Molokai Ripe for the Picking

Recently, I was handed a flier with a quote from Molokai Properties Limited's 2005 land value appraisal. I was shocked to read these words: "Molokai is the last undeveloped and unexploited major island in Hawaii. The physical diversity of land forms, it's proximity to Oahu, and the accepted need for economic stimulus in the community make the island a significant 'blank slate' ready for additional development in the near to mid-term."   

Holy Moly! What is particularly disturbing about this quote – besides its obvious greedy and speculative nature – is that it was written sometime in 2005. This means that it was written either during or after the community process which created the Community Based Master Land Use Plan For Molokai Ranch, aka "the Plan." (That 2-year process went from Sep. 2003 – Sep. 2005!)

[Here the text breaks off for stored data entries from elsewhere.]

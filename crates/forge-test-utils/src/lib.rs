// SPDX-FileCopyrightText: 2026 Session Forge Contributors
// SPDX-License-Identifier: MIT OR Apache-2.0

//! Test utilities for Session Forge integration tests.
//!
//! [`TestHarness`] wires a temporary data directory, the memory stores and the
//! MCP request handler together so tests can drive tools through JSON-RPC.

pub mod harness;

pub use harness::{TestHarness, TestHarnessBuilder};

No doubt most of the community members who participated in that process were sincere in their intentions to protect Molokai; however, given the quote above, it appears that for MPL that process was nothing more than a sham – one meant to manipulate the community into unwittingly supporting MPL's real plan of developing Molokai, staring with La'au Point. They may say, "One Last Development," but according to this quote, La'au Point is only the beginning. To MPL, Molokai is not the "last Hawaiian island," but rather just "the last undeveloped and unexploited Hawaiian island."

It reminds me so much of two other famous quotes from Hawai'i's history. On the morning of January 17, 1893, with U.S. troops landed in Honolulu, U.S. Minister John L. Stevens told Sandford B. Dole: "I think you have a great opportunity." By the end of that day, the Hawaiian monarchy had been overthrown, the Queen deposed, and a Provisional government established, (with Dole as its president). Soon after, Minister Stevens wrote to the U.S. secretary of state, saying: "The Hawaiian pear is now fully ripe and this is the golden hour for the United States to pluck it."

It seems that MPL has found its own ripe fruit to pluck and discovered their own "great opportunity" in the "blank slate" of La'au Point and the island of Molokai. I guess some things never change.

(See you at the LUC hearings in November! Save La'au! Save Molokai!)